To find the connected component that a particular protein belongs to, you can use the findcomponent function:

> findcomponent <- function(graph,vertex)
  {
     # Function to find the connected component that contains a particular vertex
     require("RBGL")
     found <- 0
     myconnectedcomponents <- connectedComp(graph)
     numconnectedcomponents <- length(myconnectedcomponents)
     for (i in 1:numconnectedcomponents)
     {
        componenti <- myconnectedcomponents[[i]]
        numvertices <- length(componenti)
        for (j in 1:numvertices)
        {
           vertexj <- componenti[j]
           if (vertexj == vertex)
           {
              found <- 1
              return(componenti)
           }
        }
     }
     print("ERROR: did not find vertex in the graph")
  }

The function findcompontent() returns a vector containing the names of the proteins in the connected component. For example, to find the connected component containing the protein YBR009C, you can type:

> mycomponent <- findcomponent(litG, "YBR009C")
> mycomponent # Print out the members of this connected component.
   [1] "YBR009C" "YBR010W" "YNL030W" "YNL031C" "YOL139C" "YAR007C" "YBR073W" "YER095W" "YJL173C" "YNL312W"
  [11] "YBL084C" "YDR146C" "YLR127C" "YNL172W" "YLR134W" "YMR284W" "YER179W" "YIL144W" "YML104C" "YOR191W"
  [21] "YDL008W" "YDL030W" "YDL042C" "YDR004W" "YGR162W" "YMR117C" "YDR386W" "YDR485C" "YDL043C" "YDR118W"
  [31] "YMR106C" "YML032C" "YDR076W" "YDR180W" "YDL013W" "YDR227W"
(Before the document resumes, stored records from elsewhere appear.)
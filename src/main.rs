use anyhow::Result;
use axum::{
    Router,
    http::{Method, header},
    routing::get,
};
use sqlx::postgres::PgPoolOptions;
use std::net::SocketAddr;
use std::sync::Arc;
use tower_http::{cors::CorsLayer, trace::TraceLayer};
use tracing_subscriber::{layer::SubscriberExt, util::SubscriberInitExt};

mod api;
mod config;
mod db;
mod error;
mod links;
mod middleware;
mod models;
mod quota;
mod utils;

use api::AppState;
use db::audit::AuditWriter;
use links::provision::PgOrganizationProvisioner;

#[tokio::main]
async fn main() -> Result<()> {
    // Initialize tracing
    tracing_subscriber::registry()
        .with(tracing_subscriber::EnvFilter::new(
            std::env::var("RUST_LOG")
                .unwrap_or_else(|_| "trellis_api=info,tower_http=info".into()),
        ))
        .with(tracing_subscriber::fmt::layer())
        .init();

    // Load environment variables
    dotenvy::dotenv().ok();

    let config = config::Config::from_env().unwrap_or_else(|e| {
        tracing::warn!("Falling back to default config: {}", e);
        config::Config::default()
    });

    // Database connection
    let pool = PgPoolOptions::new()
        .max_connections(20)
        .min_connections(5)
        .acquire_timeout(std::time::Duration::from_secs(10))
        .idle_timeout(std::time::Duration::from_secs(300))
        .connect(&config.database_url)
        .await?;

    tracing::info!("Connected to PostgreSQL");

    // Run migrations
    sqlx::migrate!("./migrations").run(&pool).await?;

    tracing::info!("Database migrations completed");

    // Background audit writer
    let audit = AuditWriter::spawn(pool.clone());

    let provisioner = Arc::new(PgOrganizationProvisioner::new(pool.clone()));
    let app_state = AppState::new(pool, audit, provisioner);

    // Configure CORS - allow dashboard frontend origins
    // Supports comma-separated list of origins for multiple environments
    let origins: Vec<header::HeaderValue> = config
        .frontend_url
        .split(',')
        .filter_map(|s| s.trim().parse::<header::HeaderValue>().ok())
        .collect();

    let cors = CorsLayer::new()
        .allow_origin(origins)
        .allow_methods([
            Method::GET,
            Method::POST,
            Method::PUT,
            Method::DELETE,
            Method::OPTIONS,
        ])
        .allow_headers([
            header::AUTHORIZATION,
            header::CONTENT_TYPE,
            header::ACCEPT,
            header::HeaderName::from_static("x-api-key"),
        ])
        .allow_credentials(true)
        .max_age(std::time::Duration::from_secs(3600));

    tracing::info!("CORS configured for origins: {}", config.frontend_url);

    // Build router
    let app = Router::new()
        // Health check
        .route("/health", get(api::health::health_check))
        // API v1
        .nest("/v1", api::routes::v1_routes())
        // State and middleware
        .with_state(app_state)
        .layer(TraceLayer::new_for_http())
        .layer(cors);

    // Start server
    let addr: SocketAddr = format!("{}:{}", config.server_host, config.server_port).parse()?;
    tracing::info!("Starting server on {}", addr);

    // Graceful shutdown handling
    let listener = tokio::net::TcpListener::bind(addr).await?;

    axum::serve(listener, app)
        .with_graceful_shutdown(shutdown_signal())
        .await?;

    tracing::info!("Server shutdown complete");
    Ok(())
}

async fn shutdown_signal() {
    let ctrl_c = async {
        tokio::signal::ctrl_c()
            .await
            .expect("Failed to install Ctrl+C handler");
    };

    #[cfg(unix)]
    let terminate = async {
        tokio::signal::unix::signal(tokio::signal::unix::SignalKind::terminate())
            .expect("Failed to install signal handler")
            .recv()
            .await;
    };

    #[cfg(not(unix))]
    let terminate = std::future::pending::<()>();

    tokio::select! {
        _ = ctrl_c => {
            tracing::info!("Received Ctrl+C, starting graceful shutdown");
        },
        _ = terminate => {
            tracing::info!("Received SIGTERM, starting graceful shutdown");
        },
    }
}
// ============================================
// Organization Resolution by Identifier
// ============================================
//
// A link request names its target organization with a single raw string:
// an email, a slug, or a website/domain. Three candidate lookups run,
// their results merge, and ambiguity is resolved by preferring the most
// exact interpretation.

use sqlx::PgConnection;
use uuid::Uuid;

use crate::error::ServiceError;
use crate::models::Organization;
use crate::models::organization::ORG_COLUMNS;

const ELIGIBLE: &str = "status = 'approved' AND deleted_at IS NULL AND restricted = FALSE";

/// Look up an eligible organization directly by primary key.
pub async fn resolve_organization_by_id(
    conn: &mut PgConnection,
    id: Uuid,
) -> Result<Organization, ServiceError> {
    let row = sqlx::query(&format!(
        "SELECT {ORG_COLUMNS} FROM organization WHERE id = $1 AND {ELIGIBLE}"
    ))
    .bind(id)
    .fetch_optional(&mut *conn)
    .await?
    .ok_or(ServiceError::NotFound("organization"))?;

    Ok(Organization::from_row(&row))
}

/// Resolve an organization from a raw identifier string.
///
/// Candidates are gathered by exact email, exact slug, and normalized
/// domain match, merged, and deduplicated. Only eligible organizations
/// (approved, not deleted, not restricted) are considered.
pub async fn resolve_organization(
    conn: &mut PgConnection,
    identifier: &str,
) -> Result<Organization, ServiceError> {
    let identifier = identifier.trim();
    if identifier.is_empty() {
        return Err(ServiceError::Validation(
            "organization identifier is required".into(),
        ));
    }

    let mut candidates: Vec<Organization> = Vec::new();

    if identifier.contains('@') {
        let rows = sqlx::query(&format!(
            "SELECT {ORG_COLUMNS} FROM organization \
             WHERE LOWER(email) = LOWER($1) AND {ELIGIBLE}"
        ))
        .bind(identifier)
        .fetch_all(&mut *conn)
        .await?;
        candidates.extend(rows.iter().map(Organization::from_row));
    }

    if let Some(slug) = slug_form(identifier) {
        let rows = sqlx::query(&format!(
            "SELECT {ORG_COLUMNS} FROM organization WHERE slug = $1 AND {ELIGIBLE}"
        ))
        .bind(&slug)
        .fetch_all(&mut *conn)
        .await?;
        candidates.extend(rows.iter().map(Organization::from_row));
    }

    if let Some(host) = normalize_host(identifier) {
        // SQL prefilter is a superset; the exact comparison happens on the
        // normalized hostnames below.
        let rows = sqlx::query(&format!(
            "SELECT {ORG_COLUMNS} FROM organization \
             WHERE website IS NOT NULL AND website ILIKE '%' || $1 || '%' AND {ELIGIBLE}"
        ))
        .bind(&host)
        .fetch_all(&mut *conn)
        .await?;

        candidates.extend(
            rows.iter()
                .map(Organization::from_row)
                .filter(|org| org.website.as_deref().and_then(normalize_host) == Some(host.clone())),
        );
    }

    dedupe_by_id(&mut candidates);
    disambiguate(candidates, identifier)
}

// ============================================
// Identifier forms
// ============================================

/// The slug interpretation of an identifier: lowercase letters, digits,
/// and dashes, at least two characters, after trimming slashes.
pub(crate) fn slug_form(identifier: &str) -> Option<String> {
    let trimmed = identifier.trim().trim_matches('/');
    if trimmed.len() >= 2
        && trimmed
            .chars()
            .all(|c| c.is_ascii_lowercase() || c.is_ascii_digit() || c == '-')
    {
        Some(trimmed.to_string())
    } else {
        None
    }
}

/// Normalize a URL-ish string to a bare hostname: strip the scheme, a
/// leading "www.", and any path, then lowercase.
pub(crate) fn normalize_host(input: &str) -> Option<String> {
    let mut rest = input.trim();
    for scheme in ["https://", "http://"] {
        if let Some(prefix) = rest.get(..scheme.len()) {
            if prefix.eq_ignore_ascii_case(scheme) {
                rest = &rest[scheme.len()..];
                break;
            }
        }
    }

    let host = rest
        .split(['/', '?', '#'])
        .next()
        .unwrap_or_default()
        .trim()
        .to_ascii_lowercase();

    let host = host.strip_prefix("www.").unwrap_or(&host).to_string();

    if host.is_empty() { None } else { Some(host) }
}

fn dedupe_by_id(candidates: &mut Vec<Organization>) {
    let mut seen = std::collections::HashSet::new();
    candidates.retain(|org| seen.insert(org.id));
}

/// Settle on a single organization among merged candidates: exactly one
/// wins outright; several prefer an exact slug match, then an exact email
/// match; anything else is ambiguous.
pub(crate) fn disambiguate(
    mut candidates: Vec<Organization>,
    identifier: &str,
) -> Result<Organization, ServiceError> {
    match candidates.len() {
        0 => Err(ServiceError::NotFound("organization")),
        1 => Ok(candidates.remove(0)),
        _ => {
            if let Some(slug) = slug_form(identifier) {
                if let Some(org) = candidates
                    .iter()
                    .find(|org| org.slug.as_deref() == Some(slug.as_str()))
                {
                    return Ok(org.clone());
                }
            }

            if identifier.contains('@') {
                if let Some(org) = candidates.iter().find(|org| {
                    org.email
                        .as_deref()
                        .is_some_and(|email| email.eq_ignore_ascii_case(identifier.trim()))
                }) {
                    return Ok(org.clone());
                }
            }

            Err(ServiceError::AmbiguousMatch(format!(
                "multiple organizations matched '{}'; use an exact slug, email, or organization id",
                identifier
            )))
        }
    }
}

#[cfg(test)]
mod tests {
    use super::*;
    use chrono::Utc;

    fn org(slug: Option<&str>, email: Option<&str>, website: Option<&str>) -> Organization {
        Organization {
            id: Uuid::new_v4(),
            name: "org".into(),
            slug: slug.map(String::from),
            email: email.map(String::from),
            website: website.map(String::from),
            status: "approved".into(),
            restricted: false,
            deleted_at: None,
            plan_tier: None,
            plan_status: None,
            plan_expires_at: None,
            created_at: Utc::now(),
        }
    }

    #[test]
    fn slug_form_accepts_plain_slugs() {
        assert_eq!(slug_form("acme-co"), Some("acme-co".to_string()));
        assert_eq!(slug_form("/acme-co/"), Some("acme-co".to_string()));
        assert_eq!(slug_form("a1"), Some("a1".to_string()));
    }

    #[test]
    fn slug_form_rejects_non_slugs() {
        assert_eq!(slug_form("Acme"), None);
        assert_eq!(slug_form("a"), None);
        assert_eq!(slug_form("acme co"), None);
        assert_eq!(slug_form("ops@acme.com"), None);
    }

    #[test]
    fn normalize_host_strips_scheme_www_and_path() {
        assert_eq!(
            normalize_host("https://www.Example.com/about?x=1"),
            Some("example.com".to_string())
        );
        assert_eq!(
            normalize_host("http://example.com"),
            Some("example.com".to_string())
        );
        assert_eq!(
            normalize_host("www.example.com"),
            Some("example.com".to_string())
        );
        assert_eq!(normalize_host("example.com"), Some("example.com".to_string()));
        assert_eq!(normalize_host("  "), None);
    }

    #[test]
    fn single_candidate_wins() {
        let only = org(Some("acme"), None, None);
        let resolved = disambiguate(vec![only.clone()], "acme").unwrap();
        assert_eq!(resolved.id, only.id);
    }

    #[test]
    fn slug_match_beats_email_match() {
        // The identifier is a valid slug that also happens to be a
        // substring of another org's email domain.
        let by_slug = org(Some("acme"), None, None);
        let by_domain = org(Some("other"), Some("hello@acme.io"), Some("acme.io"));
        let resolved =
            disambiguate(vec![by_domain, by_slug.clone()], "acme").unwrap();
        assert_eq!(resolved.id, by_slug.id);
    }

    #[test]
    fn email_match_breaks_domain_ties() {
        let by_email = org(Some("one"), Some("Ops@Acme.com"), Some("acme.com"));
        let by_domain = org(Some("two"), Some("sales@acme.com"), Some("acme.com"));
        let resolved =
            disambiguate(vec![by_domain, by_email.clone()], "ops@acme.com").unwrap();
        assert_eq!(resolved.id, by_email.id);
    }

    #[test]
    fn unresolvable_ambiguity_is_an_error() {
        let a = org(Some("one"), None, Some("acme.com"));
        let b = org(Some("two"), None, Some("acme.com"));
        let err = disambiguate(vec![a, b], "acme.com").unwrap_err();
        assert!(matches!(err, ServiceError::AmbiguousMatch(_)));
    }

    #[test]
    fn no_candidates_is_not_found() {
        let err = disambiguate(vec![], "ghost").unwrap_err();
        assert!(matches!(err, ServiceError::NotFound(_)));
    }
}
Extracting a subgraph from a graph in R

If you want to extract a particular subgraph of a graph (that is, part of a graph), you can use the subGraph function in the “graph” package. As its arguments (inputs), the subGraph function contains a vector containing the vertices (nodes) in the subgraph that we’re interested in, and the graph that the subgraph belongs to.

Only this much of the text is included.